Guido Westerwelle, Merkel's Former Deputy Chancellor, Dies

  • Ex-chief of Free Democrats loses leukemia battle at 54
  • Backed Greek bailouts when party flirted with anti-euro stand

Guido Westerwelle, a former German foreign minister and head of the Free Democratic Party who helped Chancellor Angela Merkel win backing for bailouts for Greece, died after a battle with leukemia. He was 54.

Westerwelle died Friday at Cologne University Hospital of complications from the treatment of his illness, the Berlin-based foundation he helped start said on its Facebook page. He had been diagnosed with the cancer in June 2014.

A native of the western Rhineland region that’s often cited as the cradle of Germany’s post-World War II “social market economy,” Westerwelle led his pro-market party to its best German election result in more than 60 years in 2009. That triumph lifted the FDP into a coalition with Merkel’s Christian Democrat-led bloc as junior partner, making Westerwelle deputy chancellor. He also took the post of foreign minister.

At his first major post-election news conference, Westerwelle caused a stir by refusing to take a question in English by a British Broadcasting Corp. reporter. “Just as it’s customary in Britain that you naturally speak English, it’s customary in Germany to speak German,” Westerwelle said with a smile. A translator then put the question to Westerwelle in German.

Guido Westerwelle
Guido Westerwelle
Photographer: Michele Tantussi/Bloomberg

Westerwelle was deputy chancellor between 2009 and 2011, during Merkel’s second term, and remained foreign minister until 2013. During his tenure, he prevailed over lawmakers in his party who opposed bailing out Greece during Europe’s debt crisis. He pushed for Germany to stay out of military strikes on Libya in 2011, joining Russia and China to abstain on a United Nations Security Council vote backing a no-fly zone.

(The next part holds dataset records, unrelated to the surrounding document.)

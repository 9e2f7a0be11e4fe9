// Shared tuning constants for the animation layer, used by both the web and
// native front-ends.

// Particle pool
pub const PARTICLE_COUNT: usize = 60; // pool size with full motion
pub const REDUCED_PARTICLE_COUNT: usize = 30; // pool size when the user prefers reduced motion

// Particle field motion (logical px per frame unless noted)
pub const PHASE_STEP: f32 = 0.01; // global phase clock advance per frame
pub const FLOAT_AMPLITUDE: f32 = 0.2; // ambient circular float radius
pub const DRIFT_MAX: f32 = 0.15; // |vx|, |vy| upper bound for the fixed drift
pub const WRAP_MARGIN: f32 = 50.0; // how far past an edge before a particle re-enters opposite
pub const INFLUENCE_RADIUS: f32 = 150.0; // pointer attraction radius
pub const ATTRACTION_GAIN: f32 = 0.02; // peak per-frame nudge as a fraction of the influence radius
pub const PULSE_AMPLITUDE: f32 = 0.3; // relative radius oscillation
pub const PULSE_RATE: f32 = 2.0; // pulse runs at twice the phase clock

// Particle appearance
pub const BASE_RADIUS_MIN: f32 = 1.0;
pub const BASE_RADIUS_SPAN: f32 = 2.0; // base radius in [1, 3)
pub const OPACITY_MIN: f32 = 0.2;
pub const OPACITY_SPAN: f32 = 0.6; // opacity in [0.2, 0.8)
pub const GLOW_SCALE: f32 = 3.0; // glow disc radius relative to the particle radius
pub const CORE_OPACITY_BOOST: f32 = 0.2; // core is drawn slightly more opaque than the glow

// Proximity graph
pub const CONNECTION_DISTANCE: f32 = 180.0; // max distance for an edge
pub const EDGE_MAX_OPACITY: f32 = 0.4; // opacity of an edge of zero length
pub const EDGE_WIDTH: f32 = 1.0;

// Pointer glow drawn under the field
pub const POINTER_GLOW_RADIUS: f32 = 200.0;

// Keycap springs: tension/mass follow the tactile press feel, damping is critical
pub const KEYCAP_STIFFNESS: f32 = 600.0;
pub const KEYCAP_MASS: f32 = 0.3;
pub const CLICK_RELEASE_SEC: f32 = 0.15; // synthetic click press duration

// Keycap float animation
pub const KEYCAP_FLOAT_AMPLITUDE: f32 = 0.015;
pub const KEYCAP_FLOAT_RATE: f32 = 1.5;

// Spring integrator
pub const SPRING_MAX_SUBSTEP_SEC: f32 = 1.0 / 240.0; // integrate in steps no longer than this
pub const SPRING_MAX_FRAME_SEC: f32 = 0.1; // clamp huge frame gaps (tab switches)
pub const SPRING_REST_EPSILON: f32 = 1e-4;

// Snow overlay
pub const SNOWFLAKE_COUNT: usize = 100;
pub const SNOW_RESPAWN_Y: f32 = -10.0;
pub const SNOW_SPARKLE_CHANCE: f64 = 0.02; // per flake, per frame, for flakes with radius > 2

// Custom cursor springs
pub const CURSOR_DOT_STIFFNESS: f32 = 500.0;
pub const CURSOR_DOT_DAMPING: f32 = 28.0;
pub const CURSOR_DOT_MASS: f32 = 0.5;
pub const CURSOR_RING_STIFFNESS: f32 = 150.0;
pub const CURSOR_RING_DAMPING: f32 = 30.0;
pub const CURSOR_RING_MASS: f32 = 1.0;
pub const CURSOR_RING_SIZE: f32 = 40.0; // follower diameter (px)
pub const CURSOR_RING_SIZE_INTERACTIVE: f32 = 60.0; // follower diameter over links/buttons

// Label textures
pub const LABEL_TEXTURE_SIZE: u32 = 256;
pub const LABEL_ICON_FRACTION: f32 = 0.65; // icon edge relative to the texture edge
pub const LABEL_INSET_FRACTION: f32 = 0.175; // margin on each side

// Floating points drifting around the keyboard (per 60 Hz frame unless noted)
pub const FLOATING_POINT_COUNT: usize = 20;
pub const FLOATING_POINT_SEED: u64 = 0x5eed_f1a7;
pub const FLOATING_POINT_BOB: f32 = 0.001; // y drift amplitude
pub const FLOATING_POINT_SPIN: f32 = 0.0005; // cloud rotation around +Y (rad)
pub const FLOATING_POINT_SIZE: f32 = 0.05; // sprite edge in world units
pub const FLOATING_POINT_OPACITY: f32 = 0.6;
pub const REFERENCE_FRAME_RATE: f32 = 60.0; // per-frame rates above are tuned at this rate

“I’m deeply shocked by his death,” Merkel told reporters in Brussels after a European Union summit. She paid tribute to “a foreign minister who fought for peace and human rights with all his heart and passion” and a politician who rose to prominence “at a very young age.”

Party’s Decline

A lawyer by training, Westerwelle was party chairman when the FDP won 14.6 percent of the vote in national elections in September 2009, the most since postwar Germany was founded in 1949. The result allowed Merkel at the time to dump the Social Democrats as coalition partner and ally with the FDP, which had spent 11 years in opposition.

Westerwelle stepped down as FDP head and as vice chancellor in April 2011, saying the party needed a new start after it dropped out of two state parliaments.

In Germany’s last federal election in 2013, the FDP’s unfulfilled promises of tax cuts led voters to flee the party and it failed to win seats in the lower house for the first time since World War II.

Westerwelle, whose Free Democrat predecessors include Hans-Dietrich Genscher, the foreign minister who helped negotiate the reunification of East and West Germany in 1990, was out of a job after the loss.

He co-founded the non-profit Westerwelle Foundation for International Understanding in Berlin in 2014 “to strengthen democracy by promoting economic development worldwide.”

Born Dec. 27, 1961, in Bad Honnef, near the former West German capital of Bonn, Westerwelle attended high school in Bonn and studied law at the city’s university. He became an attorney in 1991 before earning a doctorate in law.

Westerwelle revealed publicly in 2004 that he was gay. He married his partner, Michael Mronz, in 2010.